_Assignment_: Scan the entries that follow for the word "crate", then report every line in which it appears.

-------- Records for the task --------

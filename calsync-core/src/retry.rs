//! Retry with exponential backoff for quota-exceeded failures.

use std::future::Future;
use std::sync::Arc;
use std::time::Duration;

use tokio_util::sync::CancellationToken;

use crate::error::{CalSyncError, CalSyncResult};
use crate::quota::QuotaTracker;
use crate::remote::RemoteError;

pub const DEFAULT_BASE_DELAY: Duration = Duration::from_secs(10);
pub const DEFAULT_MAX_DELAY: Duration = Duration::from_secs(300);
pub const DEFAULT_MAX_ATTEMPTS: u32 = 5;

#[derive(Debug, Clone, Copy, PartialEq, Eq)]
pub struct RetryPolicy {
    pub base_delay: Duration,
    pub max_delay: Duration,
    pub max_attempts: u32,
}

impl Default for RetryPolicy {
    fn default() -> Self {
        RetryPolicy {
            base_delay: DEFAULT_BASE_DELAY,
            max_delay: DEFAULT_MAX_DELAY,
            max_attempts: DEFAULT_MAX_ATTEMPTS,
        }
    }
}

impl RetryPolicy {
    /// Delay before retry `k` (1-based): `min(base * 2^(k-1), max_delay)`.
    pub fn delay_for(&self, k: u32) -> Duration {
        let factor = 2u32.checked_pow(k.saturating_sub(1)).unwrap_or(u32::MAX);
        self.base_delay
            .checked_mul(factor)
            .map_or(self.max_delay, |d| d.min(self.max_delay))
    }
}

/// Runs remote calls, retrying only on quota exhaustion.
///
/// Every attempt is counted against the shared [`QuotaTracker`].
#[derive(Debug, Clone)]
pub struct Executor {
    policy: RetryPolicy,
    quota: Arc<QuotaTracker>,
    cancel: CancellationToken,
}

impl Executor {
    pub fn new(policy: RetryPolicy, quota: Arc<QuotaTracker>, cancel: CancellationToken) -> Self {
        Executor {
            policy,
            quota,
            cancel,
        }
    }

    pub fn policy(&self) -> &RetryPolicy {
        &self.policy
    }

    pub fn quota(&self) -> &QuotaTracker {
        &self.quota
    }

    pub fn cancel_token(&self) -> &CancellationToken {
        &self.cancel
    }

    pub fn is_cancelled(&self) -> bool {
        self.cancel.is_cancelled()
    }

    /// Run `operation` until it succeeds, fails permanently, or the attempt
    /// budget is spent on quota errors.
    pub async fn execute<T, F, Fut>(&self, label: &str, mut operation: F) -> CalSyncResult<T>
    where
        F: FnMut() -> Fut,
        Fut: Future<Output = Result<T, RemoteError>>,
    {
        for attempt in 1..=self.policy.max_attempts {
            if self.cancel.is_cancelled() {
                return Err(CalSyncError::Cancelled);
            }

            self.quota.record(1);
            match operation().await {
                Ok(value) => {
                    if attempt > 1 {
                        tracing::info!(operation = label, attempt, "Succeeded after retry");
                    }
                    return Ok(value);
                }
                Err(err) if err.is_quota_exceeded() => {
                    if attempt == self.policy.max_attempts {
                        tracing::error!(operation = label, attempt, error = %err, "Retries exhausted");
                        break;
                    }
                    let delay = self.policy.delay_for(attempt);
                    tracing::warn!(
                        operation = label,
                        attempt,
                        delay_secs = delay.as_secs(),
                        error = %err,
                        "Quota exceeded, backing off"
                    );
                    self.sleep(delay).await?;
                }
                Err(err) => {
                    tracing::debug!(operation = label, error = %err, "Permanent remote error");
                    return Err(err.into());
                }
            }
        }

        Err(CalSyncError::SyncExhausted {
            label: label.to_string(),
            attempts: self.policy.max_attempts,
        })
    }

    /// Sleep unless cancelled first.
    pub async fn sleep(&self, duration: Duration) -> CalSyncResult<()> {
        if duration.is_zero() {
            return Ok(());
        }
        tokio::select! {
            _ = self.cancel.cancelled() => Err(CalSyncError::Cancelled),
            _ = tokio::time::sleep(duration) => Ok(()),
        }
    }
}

--------

_Your response_:
use crate::error::{CalSyncError, CalSyncResult};
use crate::quota::QuotaTracker;
use crate::remote::RemoteError;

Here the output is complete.